3. A client with a new diagnosis of type 1 diabetes mellitus is being taught by a nurse about insulin administration. Which of the following instructions should the nurse include?
- A. Store unopened vials of insulin in the refrigerator, not the freezer.
- B. Rotate injection sites within the same region to prevent tissue damage.
- C. Administer insulin at a 90-degree angle for subcutaneous injections.

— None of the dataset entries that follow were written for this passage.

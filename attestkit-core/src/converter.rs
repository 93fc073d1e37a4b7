//! JSON and CBOR conversion shared by every parser in the crate.
//!
//! The [`ObjectConverter`] chosen for a [`RegistrationManager`](crate::RegistrationManager)
//! is also handed to the verifier factories of the configurers, so custom
//! verifiers decode data the same way the manager does.

use serde::de::DeserializeOwned;
use serde::Serialize;

use crate::error::DataConversionError;

/// Nesting depth accepted when decoding CBOR.
pub const DEFAULT_CBOR_RECURSION_LIMIT: usize = 256;

/// JSON reader/writer backed by `serde_json`.
#[derive(Debug, Clone, Default)]
pub struct JsonConverter {
    pretty: bool,
}

impl JsonConverter {
    /// Emit indented JSON from the `write_*` methods.
    pub fn pretty(mut self) -> Self {
        self.pretty = true;
        self
    }

    pub fn read_value<T: DeserializeOwned>(&self, bytes: &[u8]) -> Result<T, DataConversionError> {
        serde_json::from_slice(bytes).map_err(|e| DataConversionError::Json(e.to_string()))
    }

    pub fn read_str<T: DeserializeOwned>(&self, value: &str) -> Result<T, DataConversionError> {
        serde_json::from_str(value).map_err(|e| DataConversionError::Json(e.to_string()))
    }

    pub fn write_value_as_string<T: Serialize>(
        &self,
        value: &T,
    ) -> Result<String, DataConversionError> {
        let result = if self.pretty {
            serde_json::to_string_pretty(value)
        } else {
            serde_json::to_string(value)
        };
        result.map_err(|e| DataConversionError::Json(e.to_string()))
    }

    pub fn write_value_as_bytes<T: Serialize>(
        &self,
        value: &T,
    ) -> Result<Vec<u8>, DataConversionError> {
        self.write_value_as_string(value).map(String::into_bytes)
    }
}

/// CBOR reader/writer backed by `ciborium`.
#[derive(Debug, Clone)]
pub struct CborConverter {
    recursion_limit: usize,
}

impl Default for CborConverter {
    fn default() -> Self {
        Self {
            recursion_limit: DEFAULT_CBOR_RECURSION_LIMIT,
        }
    }
}

impl CborConverter {
    pub fn with_recursion_limit(recursion_limit: usize) -> Self {
        Self { recursion_limit }
    }

    /// Decode exactly one CBOR item; trailing bytes are an error.
    pub fn read_value<T: DeserializeOwned>(&self, bytes: &[u8]) -> Result<T, DataConversionError> {
        let (value, rest) = self.read_prefix(bytes)?;
        if !rest.is_empty() {
            return Err(DataConversionError::Cbor(format!(
                "{} trailing bytes after CBOR item",
                rest.len()
            )));
        }
        Ok(value)
    }

    /// Decode one CBOR item from the front of `bytes`, returning the unread tail.
    pub fn read_prefix<'a, T: DeserializeOwned>(
        &self,
        bytes: &'a [u8],
    ) -> Result<(T, &'a [u8]), DataConversionError> {
        let mut cursor = bytes;
        let value =
            ciborium::de::from_reader_with_recursion_limit(&mut cursor, self.recursion_limit)
            .map_err(|e| DataConversionError::Cbor(e.to_string()))?;
        Ok((value, cursor))
    }

    pub fn write_value_as_bytes<T: Serialize>(
        &self,
        value: &T,
    ) -> Result<Vec<u8>, DataConversionError> {
        let mut out = Vec::new();
        ciborium::ser::into_writer(value, &mut out)
            .map_err(|e| DataConversionError::Cbor(e.to_string()))?;
        Ok(out)
    }
}

/// Bundle of the JSON and CBOR converters.
#[derive(Debug, Clone, Default)]
pub struct ObjectConverter {
    json: JsonConverter,
    cbor: CborConverter,
}

impl ObjectConverter {
    pub fn new() -> Self {
        Self::default()
    }

    pub fn with_converters(json: JsonConverter, cbor: CborConverter) -> Self {
        Self { json, cbor }
    }

    pub fn json(&self) -> &JsonConverter {
        &self.json
    }

    pub fn cbor(&self) -> &CborConverter {
        &self.cbor
    }
}

#[cfg(test)]
mod tests {
    use super::*;
    use ciborium::Value;

    #[test]
    fn test_cbor_prefix_leaves_tail() {
        let converter = CborConverter::default();
        let mut bytes = converter
            .write_value_as_bytes(&Value::Integer(7.into()))
            .unwrap();
        bytes.extend_from_slice(&[0xde, 0xad]);

        let (value, rest): (Value, _) = converter.read_prefix(&bytes).unwrap();
        assert_eq!(value, Value::Integer(7.into()));
        assert_eq!(rest, &[0xde, 0xad]);
    }

    #[test]
    fn test_cbor_rejects_trailing_bytes() {
        let converter = CborConverter::default();
        let mut bytes = converter.write_value_as_bytes(&Value::Bool(true)).unwrap();
        bytes.push(0x00);
        assert!(converter.read_value::<Value>(&bytes).is_err());
    }

    #[test]
    fn test_cbor_recursion_limit() {
        let converter = CborConverter::with_recursion_limit(1);
        let nested = Value::Array(vec![Value::Array(vec![Value::Array(vec![Value::Array(
            vec![Value::Null],
        )])])]);
        let bytes = CborConverter::default().write_value_as_bytes(&nested).unwrap();
        assert!(converter.read_value::<Value>(&bytes).is_err());
    }

    #[test]
    fn test_json_pretty_output() {
        let converter = JsonConverter::default().pretty();
        let out = converter
            .write_value_as_string(&serde_json::json!({"a": 1}))
            .unwrap();
        assert!(out.contains('\n'));
    }
}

- D. Avoid massaging the injection site after administering insulin.
Correct answer: B
Rationale: The correct answer is to rotate injection sites within the same region to prevent tissue damage. By rotating sites, the client can prevent lipodystrophy, which is a condition characterized by the loss or change in body fat at the site of repeated injections. This practice also helps to ensure proper insulin absorption. Storing unopened vials of insulin in the refrigerator (Choice A) is correct, not in the freezer, as freezing can damage the insulin. Administering insulin at a 90-degree angle (Choice C) is more appropriate for subcutaneous injections, while a 45-degree angle is used for intramuscular injections. Massaging the injection site after administering insulin (Choice D) is not recommended as it can affect insulin absorption rates.
4. A nurse is caring for a client who is in labor and is receiving electronic fetal monitoring. The nurse notes early decelerations. Which of the following should the nurse expect?
- A. Fetal hypoxia
- B. Head compression
- C. Placenta previa
- D. Umbilical cord prolapse
Correct answer: B
Rationale: In the scenario of early decelerations noted during labor with electronic fetal monitoring, the nurse should expect head compression. Early decelerations are a normal response to fetal head compression during contractions and are not indicative of fetal distress. Choice A, fetal hypoxia, is incorrect as early decelerations are not associated with fetal oxygen deprivation. Choices C and D, placenta previa and umbilical cord prolapse, are unrelated to the scenario described and do not cause early decelerations.
5. A nurse is caring for a client who has chronic kidney disease and a serum potassium level of 6.5 mEq/L. Which of the following actions should the nurse take?
- A. Administer sodium bicarbonate
- B. Administer sodium polystyrene sulfonate
- C. Administer calcium gluconate
- D. Administer calcium carbonate
Correct answer: B
Rationale: The correct action for the nurse to take is to administer sodium polystyrene sulfonate. This medication promotes potassium excretion and helps lower serum potassium levels in clients with hyperkalemia, which is indicated by a high potassium level. Sodium bicarbonate (choice A) is not used to treat hyperkalemia. Calcium gluconate (choice C) and calcium carbonate (choice D) are used to manage hyperkalemia by stabilizing cell membranes but are not the initial treatment choice for lowering potassium levels.